Szał na ulicach w Syrii. Ludzie wdarli się do pałaców dyktatora, znajdując tunele, supersamochody i gadżety marki Louis Vuitton
Tymczasem w Syrii na ulicach trwa świętowanie zwycięstwa nad Asadem. Choć już teraz można zadawać sobie pytanie o to, jaki los czeka ten kraj i czy zgodnie z ostrzeżeniami Moskwy pojawi się "nowy islamski kalifat", to zdjęcia i filmy pokazujące Damaszek przedstawiają rozentuzjazmowany tłum. Ludzie zaczynają wracać do kraju po trzynastu latach krwawej wojny domowej, inni wbiegają do pałaców dyktatora. Znaleźli tam m.in. garaż pełen porzuconych supersamochodów, pudełka po luksusowych towarach Louis Vuitton, rozrzucone mapy wokół biurka, przy którym tyran wydawał rozkazy, a nawet podziemne wielkie tunele, przez które można było przejechać samochodem. Pewnie to właśnie tamtędy uciekał Asad do samolotu. Ale wygląda na to, że postępy rebeliantów zaskoczyły nawet jego i nie zdążył zabrać sporej części dobytku. Otwarto więzienia, na ulice wybiegają ci, których tyran uwięził - choć na pewno także pospolici przestępcy.
Kim jest lub był Baszar al-Asad? 24 lata rządów i mordowanie przeciwników
Baszar Al-Asad rządził Syrią przez 24 lata, wtrącając do więzienia przeciwników politycznych i krwawo tłumiąc wszelkie protesty. Prowadził politykę zbliżenia z Rosją, a Rosja i Iran go w tym wspierały, w tym bombardując miasta zajmowane przez rebelię. W 2011 roku w Syrii zaczęła się wojna domowa, która do tej chwili przyniosła już pół miliona ofiar, również wśród ludności cywilnej. Rebelianci próbowali pokonać syryjską armię rządową, ale reżim Baszara Al-Asada trwał, a kiedy zaczynał przegrywać, pomagał Putin i wszystko wracało na dawne tory. Aż do teraz.

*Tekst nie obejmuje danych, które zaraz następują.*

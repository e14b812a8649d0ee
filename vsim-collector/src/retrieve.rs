//! One-shot retrieval and result paging

use crate::content::{DynamicProperty, MissingProperty, ObjectContent, RetrieveResult};
use crate::query::{PropertyFilterSpec, PropertySpec};
use crate::resolve::{is_empty, resolve_name, Resolved};
use crate::select::{select, snapshot, Selection, Snapshot};
use dashmap::DashMap;
use std::collections::HashSet;
use tracing::{debug, trace};
use uuid::Uuid;
use vsim_registry::{Context, Registry};
use vsim_types::{Fault, LocalizedFault, ObjectRef, Result};

/// Report the properties `props` ask for; `None` when no spec applies to
/// the object's kind
pub(crate) fn collect_object(snap: &Snapshot, props: &[PropertySpec]) -> Option<ObjectContent> {
    let mut content = ObjectContent::new(snap.obj.clone());
    let mut seen: HashSet<String> = HashSet::new();
    let mut matched = false;

    for spec in props {
        if !snap.is_a(&spec.kind) {
            continue;
        }
        matched = true;

        if spec.all {
            for (name, val) in snap.view.fields() {
                let Some(val) = val else { continue };
                if name == "self" || is_empty(val) || !seen.insert(name.to_string()) {
                    continue;
                }
                content.prop_set.push(DynamicProperty {
                    name: name.to_string(),
                    val: val.clone(),
                });
            }
            continue;
        }

        for name in &spec.path_set {
            if !seen.insert(name.clone()) {
                continue;
            }
            match resolve_name(&snap.view, name) {
                Resolved::Present(val) => content.prop_set.push(DynamicProperty {
                    name: name.clone(),
                    val,
                }),
                Resolved::Empty => {}
                Resolved::Missing | Resolved::Invalid => {
                    content.missing_set.push(MissingProperty {
                        path: name.clone(),
                        fault: LocalizedFault::from(Fault::invalid_property(name.clone())),
                    })
                }
            }
        }
    }

    matched.then_some(content)
}

/// Objects reached by a set of queries, with their requested properties
pub(crate) struct Collected {
    pub(crate) objects: Vec<ObjectContent>,
    pub(crate) traversed: HashSet<ObjectRef>,
}

/// Run `specs` against the registry.
///
/// Every property spec of every query applies to every reached object.
/// `tolerate_missing` skips missing roots regardless of what the
/// individual queries ask for.
pub(crate) fn collect(
    registry: &Registry,
    ctx: &Context,
    specs: &[PropertyFilterSpec],
    tolerate_missing: bool,
) -> Result<Collected> {
    let mut candidates = Vec::new();
    let mut seen = HashSet::new();
    let mut traversed = HashSet::new();

    for spec in specs {
        let Selection {
            candidates: reached,
            traversed: walked,
        } = select(
            registry,
            ctx,
            spec,
            tolerate_missing || spec.report_missing_objects_in_results,
        )?;
        for obj in reached {
            if seen.insert(obj.clone()) {
                candidates.push(obj);
            }
        }
        traversed.extend(walked);
    }

    let props: Vec<PropertySpec> = specs.iter().flat_map(|s| s.prop_set.clone()).collect();
    let mut objects = Vec::with_capacity(candidates.len());
    for obj in &candidates {
        match snapshot(registry, ctx, obj) {
            Some(snap) => objects.extend(collect_object(&snap, &props)),
            None => trace!(%obj, "object no longer exists"),
        }
    }

    Ok(Collected { objects, traversed })
}

struct StoredPage {
    max_objects: usize,
    objects: Vec<ObjectContent>,
}

/// Remainders of paged results, keyed by continuation token
#[derive(Default)]
pub(crate) struct PageBook {
    pages: DashMap<String, StoredPage>,
}

impl PageBook {
    /// Split `objects` into an immediate page and a stored remainder
    pub(crate) fn page(&self, mut objects: Vec<ObjectContent>, max: Option<usize>) -> RetrieveResult {
        match max {
            Some(max) if objects.len() > max => {
                let rest = objects.split_off(max);
                let token = Uuid::new_v4().to_string();
                debug!(%token, stored = rest.len(), "storing result remainder");
                self.pages.insert(
                    token.clone(),
                    StoredPage {
                        max_objects: max,
                        objects: rest,
                    },
                );
                RetrieveResult {
                    objects,
                    token: Some(token),
                }
            }
            _ => RetrieveResult {
                objects,
                token: None,
            },
        }
    }

    /// Hand out (and forget) the remainder stored under `token`
    pub(crate) fn resume(&self, token: &str) -> Result<RetrieveResult> {
        if token.is_empty() {
            return Err(Fault::invalid_property("token"));
        }
        let (_, page) = self
            .pages
            .remove(token)
            .ok_or_else(|| Fault::invalid_property("token"))?;
        Ok(self.page(page.objects, Some(page.max_objects)))
    }

    pub(crate) fn len(&self) -> usize {
        self.pages.len()
    }
}
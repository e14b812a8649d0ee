//! # vsim CLI
//!
//! Drives an in-memory virtualization management simulator: an object
//! registry, a task engine and a property collector over a small generated
//! inventory.

mod commands;
mod config;

use anyhow::Result;
use clap::{Parser, Subcommand};
use config::SimConfig;
use std::path::PathBuf;
use tracing_subscriber::EnvFilter;

#[derive(Parser)]
#[command(name = "vsim")]
#[command(author, version, about, long_about = None)]
struct Cli {
    /// Path to configuration file
    #[arg(long, default_value = "vsim.yml", env = "VSIM_CONFIG")]
    config: PathBuf,

    /// Enable verbose logging
    #[arg(short, long)]
    verbose: bool,

    #[command(subcommand)]
    command: Commands,
}

#[derive(Subcommand)]
enum Commands {
    /// List the simulated inventory
    Inventory {
        /// Emit JSON instead of text
        #[arg(long)]
        json: bool,
    },

    /// Subscribe to machine changes while powering machines on
    Watch {
        /// How many machines to power on
        #[arg(long, default_value_t = 1)]
        power_on: usize,

        /// Emit one JSON update set per line
        #[arg(long)]
        json: bool,
    },

    /// Print the effective configuration
    Config,
}

fn init_tracing(verbose: bool) {
    let level = if verbose { "debug" } else { "info" };
    let filter = EnvFilter::try_from_default_env().unwrap_or_else(|_| EnvFilter::new(level));
    tracing_subscriber::fmt()
        .with_env_filter(filter)
        .with_writer(std::io::stderr)
        .init();
}

#[tokio::main]
async fn main() -> Result<()> {
    let cli = Cli::parse();
    init_tracing(cli.verbose);

    let config = SimConfig::load(&cli.config)?;

    match cli.command {
        Commands::Inventory { json } => commands::show_inventory(&config, json),
        Commands::Watch { power_on, json } => commands::watch_updates(&config, power_on, json).await,
        Commands::Config => commands::show_config(&config),
    }
}
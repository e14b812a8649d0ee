//! The contract a registrable entity fulfils

use std::any::Any;
use vsim_types::{DataObject, PropertyChange, Result};

/// An entity that can live in the [`Registry`](crate::Registry).
///
/// The registry and the property collector never look at concrete entity
/// types. They rely on three capabilities instead:
///
/// - a declared kind plus the abstract kinds it is-a (`ManagedEntity`,
///   `ExtensibleManagedObject`, ...), used for kind matching;
/// - [`view`](ManagedObject::view), the canonical base view used for
///   property path resolution. Wrapper types whose stored fields differ
///   from what clients see resolve to their external shape here;
/// - [`apply_change`](ManagedObject::apply_change), the only way field state
///   is mutated. The registry calls it while the object's lock is held.
///
/// Entities must be `Clone` (see [`CloneObject`]).
pub trait ManagedObject: Any + Send + Sync + CloneObject {
    /// Declared kind name, e.g. `VirtualMachine`
    fn kind(&self) -> &'static str;

    /// Abstract kinds this object is-a
    fn base_kinds(&self) -> &'static [&'static str] {
        &[]
    }

    fn is_a(&self, kind: &str) -> bool {
        self.kind() == kind || self.base_kinds().contains(&kind)
    }

    /// Prefix for allocated identifiers (`vm` gives `vm-42`)
    fn id_prefix(&self) -> String {
        self.kind().to_lowercase()
    }

    /// Snapshot of the externally visible fields
    fn view(&self) -> DataObject;

    /// Apply one property change to the stored state
    fn apply_change(&mut self, change: &PropertyChange) -> Result<()>;

    fn as_any(&self) -> &dyn Any;

    fn as_any_mut(&mut self) -> &mut dyn Any;
}

/// Boxed copies of an entity. Implemented for every `Clone` entity; the
/// registry stages a batch of changes on a copy so a rejected change leaves
/// the stored state untouched.
pub trait CloneObject {
    fn clone_object(&self) -> Box<dyn ManagedObject>;
}

impl<T: ManagedObject + Clone> CloneObject for T {
    fn clone_object(&self) -> Box<dyn ManagedObject> {
        Box::new(self.clone())
    }
}
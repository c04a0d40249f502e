// Curve tree generation: one trunk, several branches grafted onto it.
//
// The trunk starts at the origin and runs `trunk_length` in a random
// direction. Each branch claims a distinct interior trunk pivot (the graft
// index), starts on the trunk curve near that pivot, and heads toward the
// pivot itself for `branch_length`. Because trunk pivots are scattered away
// from the chord, the branches splay off to alternating sides.
//
// Paths between two endpoints (`create_path`) keep the endpoints fixed and
// scatter interior pivots uniformly in a disk around the chord's midpoint,
// with radius half the chord length. That scatter is then spun about the
// origin by the chord's normal angle and spun back by the chord angle, which
// is a net rotation of zero (mod 360°). Interior pivots keep insertion order;
// no reordering is applied between the two rotations.
//
// Self-intersection between trunk and branches is possible and accepted.
//
// See also: `curve.rs` for evaluation, `config.rs` for the counts and
// lengths, `cave.rs` which rasterizes the resulting tree.
//
// **Critical constraint: determinism.** All randomness comes from the
// `CaveRng` passed by the caller, consumed in a fixed order: trunk heading,
// trunk interior pivots, then per branch its graft pick and its pivots.

use crate::config::CaveConfig;
use crate::curve::Curve;
use crate::error::{CaveError, Result};
use crate::prng::CaveRng;
use crate::types::Point;
use serde::{Deserialize, Serialize};
use tracing::debug;

/// A branch curve and the trunk pivot it was grafted from.
#[derive(Clone, Debug, PartialEq, Serialize, Deserialize)]
pub struct Branch {
    pub graft_index: usize,
    pub curve: Curve,
}

/// The complete curve layout of one cave. Read-only once built.
#[derive(Clone, Debug, PartialEq, Serialize, Deserialize)]
pub struct CurveTree {
    pub trunk: Curve,
    pub branches: Vec<Branch>,
}

impl CurveTree {
    /// Grow a tree whose trunk heads in a uniformly random direction.
    pub fn grow(config: &CaveConfig, rng: &mut CaveRng) -> Result<Self> {
        config.validate_growth()?;
        Self::grow_prevalidated(config, rng)
    }

    /// Grow a tree whose trunk ends at `direction.normalized() * trunk_length`.
    pub fn grow_toward(config: &CaveConfig, direction: Point, rng: &mut CaveRng) -> Result<Self> {
        config.validate_growth()?;
        Self::grow_from(config, direction, rng)
    }

    /// `grow` for a config that already passed `validate_growth()`.
    pub(crate) fn grow_prevalidated(config: &CaveConfig, rng: &mut CaveRng) -> Result<Self> {
        let direction = Point::from(rng.unit_direction());
        Self::grow_from(config, direction, rng)
    }

    fn grow_from(config: &CaveConfig, direction: Point, rng: &mut CaveRng) -> Result<Self> {
        let trunk_end = direction.normalized() * config.trunk_length;
        let trunk = create_path(Point::ZERO, trunk_end, config.trunk_pivot_count, rng)?;

        let mut grafts: Vec<usize> = (1..config.trunk_pivot_count - 1).collect();
        let mut branches = Vec::with_capacity(config.branch_count);
        for _ in 0..config.branch_count {
            let graft_index = grafts.remove(rng.range_usize(0, grafts.len()));

            // Evaluated at the pivot's share of the pivot count, not exactly
            // at the pivot's parameter; the start lands near, not on, the
            // curve point closest to the pivot.
            let start = trunk.evaluate(graft_index as f32 / config.trunk_pivot_count as f32);
            let heading = (trunk.pivots()[graft_index] - start).normalized();
            let end = start + heading * config.branch_length;

            let curve = create_path(start, end, config.branch_pivot_count, rng)?;
            branches.push(Branch { graft_index, curve });
        }

        debug!(
            trunk_pivots = trunk.pivots().len(),
            branches = branches.len(),
            trunk_end = %trunk.end(),
            "curve tree grown"
        );
        Ok(Self { trunk, branches })
    }

    /// Trunk first, then branches in graft order.
    pub fn curves(&self) -> impl Iterator<Item = &Curve> {
        std::iter::once(&self.trunk).chain(self.branches.iter().map(|b| &b.curve))
    }
}

/// A curve from `start` to `end` with `pivot_count - 2` randomized interior
/// pivots. A `pivot_count` below 2 is rejected before any randomness is
/// drawn.
pub fn create_path(start: Point, end: Point, pivot_count: usize, rng: &mut CaveRng) -> Result<Curve> {
    if pivot_count < 2 {
        return Err(CaveError::invalid(
            "pivot_count",
            format!("a path needs both endpoints, got {pivot_count} pivots"),
        ));
    }

    let center = (start + end) / 2.0;
    let chord = end - start;
    let radius = chord.length() / 2.0;

    let normal_angle = chord.y.atan2(-chord.x).to_degrees() - 90.0;
    let chord_angle = chord.y.atan2(chord.x).to_degrees() - 90.0;

    let mut pivots = Vec::with_capacity(pivot_count);
    pivots.push(start);
    for _ in 1..pivot_count - 1 {
        let scatter = Point::from(rng.inside_unit_circle()) * radius;
        let pivot = (center + scatter)
            .rotated_degrees(normal_angle)
            .rotated_degrees(chord_angle);
        pivots.push(pivot);
    }
    pivots.push(end);
    Curve::new(pivots)
}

Od paru dni mówiło się o ogromnych postępach oddziałów złożonych z przeróżnych ugrupowań, które bez większych oporów zajmowały kolejne miasta Syrii. Władimir Putin odmówił pomocy wojskowej Asadowi, zapewne z powodu wojny na Ukrainie. Jeśli wierzyć rosyjskim mediom, udzielił mu jednak azylu. Ale to, kto w Rosji jeszcze żyje, a kto nie, nie jest nigdy stuprocentowo pewne i tak naprawdę nie wiadomo, komu wierzyć i jak skończyła się ucieczka Asada.